**Task instructions**: Starting at the top of the entries below, set down each line exactly as written, and stop after the line containing "churn through the".

**Material shown**:
// =============================================================================
// VWAP + rolling sigma — per-symbol volume-weighted price engine
// =============================================================================
//
// Mirrors the bounded-ring-buffer-behind-a-lock shape used for candle storage:
// a fixed-capacity `VecDeque` of samples, oldest evicted on overflow and
// returned to a small freelist so the hot path avoids churn through the
// allocator under steady trade flow.
// =============================================================================

use std::collections::VecDeque;

use chrono::{DateTime, Duration as ChronoDuration, Utc};
use parking_lot::RwLock;

/// A single volume-weighted price sample.
#[derive(Debug, Clone, Copy)]
struct Sample {
    price: f64,
    volume: f64,
    ts: DateTime<Utc>,
}

struct Inner {
    samples: VecDeque<Sample>,
    /// Evicted sample slots, reused to avoid reallocating `Sample` storage.
    freelist: Vec<Sample>,
}

/// Thread-safe VWAP + rolling standard deviation engine for one symbol.
pub struct VwapState {
    inner: RwLock<Inner>,
    capacity: usize,
    window: ChronoDuration,
}

impl VwapState {
    /// `capacity` bounds the ring buffer; `window` bounds the time horizon
    /// used when computing VWAP/sigma (expired samples are excluded but not
    /// necessarily evicted from the ring until capacity forces it).
    pub fn new(capacity: usize, window: std::time::Duration) -> Self {
        Self {
            inner: RwLock::new(Inner {
                samples: VecDeque::with_capacity(capacity),
                freelist: Vec::new(),
            }),
            capacity: capacity.max(1),
            window: ChronoDuration::from_std(window).unwrap_or(ChronoDuration::seconds(60)),
        }
    }

    /// Push a new `(price, volume)` sample observed at `now`. Invalid input
    /// (non-finite or negative) is rejected silently — the caller counts the
    /// rejection as a feature error.
    pub fn push(&self, price: f64, volume: f64, now: DateTime<Utc>) -> bool {
        if !price.is_finite() || !volume.is_finite() || price < 0.0 || volume < 0.0 {
            return false;
        }

        let mut inner = self.inner.write();
        let sample = match inner.freelist.pop() {
            Some(mut reused) => {
                reused.price = price;
                reused.volume = volume;
                reused.ts = now;
                reused
            }
            None => Sample { price, volume, ts: now },
        };
        inner.samples.push_back(sample);

        while inner.samples.len() > self.capacity {
            if let Some(evicted) = inner.samples.pop_front() {
                inner.freelist.push(evicted);
            }
        }
        true
    }

    /// Compute `(vwap, sigma)` over the in-window samples as of `now`.
    pub fn compute(&self, now: DateTime<Utc>) -> (f64, f64) {
        let inner = self.inner.read();
        let cutoff = now - self.window;

        let mut sum_pv = 0.0;
        let mut sum_v = 0.0;
        let mut in_window = 0usize;

        for s in inner.samples.iter().rev() {
            if s.ts <= cutoff {
                break;
            }
            sum_pv += s.price * s.volume;
            sum_v += s.volume;
            in_window += 1;
        }

        if sum_v == 0.0 {
            return (0.0, 0.0);
        }
        let mu = sum_pv / sum_v;
        if in_window < 1 {
            return (mu, 0.0);
        }

        let mut sum_var = 0.0;
        for s in inner.samples.iter().rev() {
            if s.ts <= cutoff {
                break;
            }
            let d = s.price - mu;
            sum_var += s.volume * d * d;
        }
        let variance = sum_var / sum_v;
        let sigma = if variance < 0.0 { 0.0 } else { variance.sqrt() };
        (mu, sigma)
    }

    pub fn len(&self) -> usize {
        self.inner.read().samples.len()
    }

    pub fn is_empty(&self) -> bool {
        self.len() == 0
    }
}

#[cfg(test)]
mod tests {
    use super::*;

    fn t(secs: i64) -> DateTime<Utc> {
        DateTime::<Utc>::from_timestamp(secs, 0).unwrap()
    }

    #[test]
    fn equal_prices_yield_zero_sigma() {
        let v = VwapState::new(1000, std::time::Duration::from_secs(60));
        for i in 0..10 {
            v.push(100.0, 1.0 + i as f64, t(i));
        }
        let (mu, sigma) = v.compute(t(9));
        assert!((mu - 100.0).abs() < 1e-9);
        assert!(sigma.abs() < 1e-9);
    }

    #[test]
    fn empty_state_yields_zero_zero() {
        let v = VwapState::new(10, std::time::Duration::from_secs(60));
        let (mu, sigma) = v.compute(t(0));
        assert_eq!(mu, 0.0);
        assert_eq!(sigma, 0.0);
    }

    #[test]
    fn rejects_invalid_samples() {
        let v = VwapState::new(10, std::time::Duration::from_secs(60));
        assert!(!v.push(f64::NAN, 1.0, t(0)));
        assert!(!v.push(100.0, -1.0, t(0)));
        assert_eq!(v.len(), 0);
    }

    #[test]
    fn warmup_scenario_matches_spec() {
        // 100 trades, prices 100..=199, volume 1 each, window 60s, size 600.
        let v = VwapState::new(600, std::time::Duration::from_secs(60));
        for i in 0..100i64 {
            v.push(100.0 + i as f64, 1.0, t(i));
        }
        let (mu, sigma) = v.compute(t(99));
        assert!((mu - 149.5).abs() < 1e-6);
        assert!((sigma - 28.8660).abs() < 1e-3);

        let price_dist = (160.0 - mu) / sigma;
        assert!((price_dist - 0.364).abs() < 1e-2);
    }

    #[test]
    fn overflow_evicts_oldest_and_reuses_storage() {
        let v = VwapState::new(5, std::time::Duration::from_secs(3600));
        for i in 0..10i64 {
            v.push(100.0 + i as f64, 1.0, t(i));
        }
        assert_eq!(v.len(), 5);
        let (mu, _) = v.compute(t(9));
        // Only the last 5 samples (prices 105..=109) remain.
        assert!((mu - 107.0).abs() < 1e-9);
    }

    #[test]
    fn expired_samples_excluded_from_window() {
        let v = VwapState::new(100, std::time::Duration::from_secs(10));
        v.push(100.0, 1.0, t(0));
        v.push(200.0, 1.0, t(20));
        let (mu, _) = v.compute(t(20));
        assert!((mu - 200.0).abs() < 1e-9);
    }
}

**Reply to the task**:
// =============================================================================
// VWAP + rolling sigma — per-symbol volume-weighted price engine
// =============================================================================
//
// Mirrors the bounded-ring-buffer-behind-a-lock shape used for candle storage:
// a fixed-capacity `VecDeque` of samples, oldest evicted on overflow and
// returned to a small freelist so the hot path avoids churn through the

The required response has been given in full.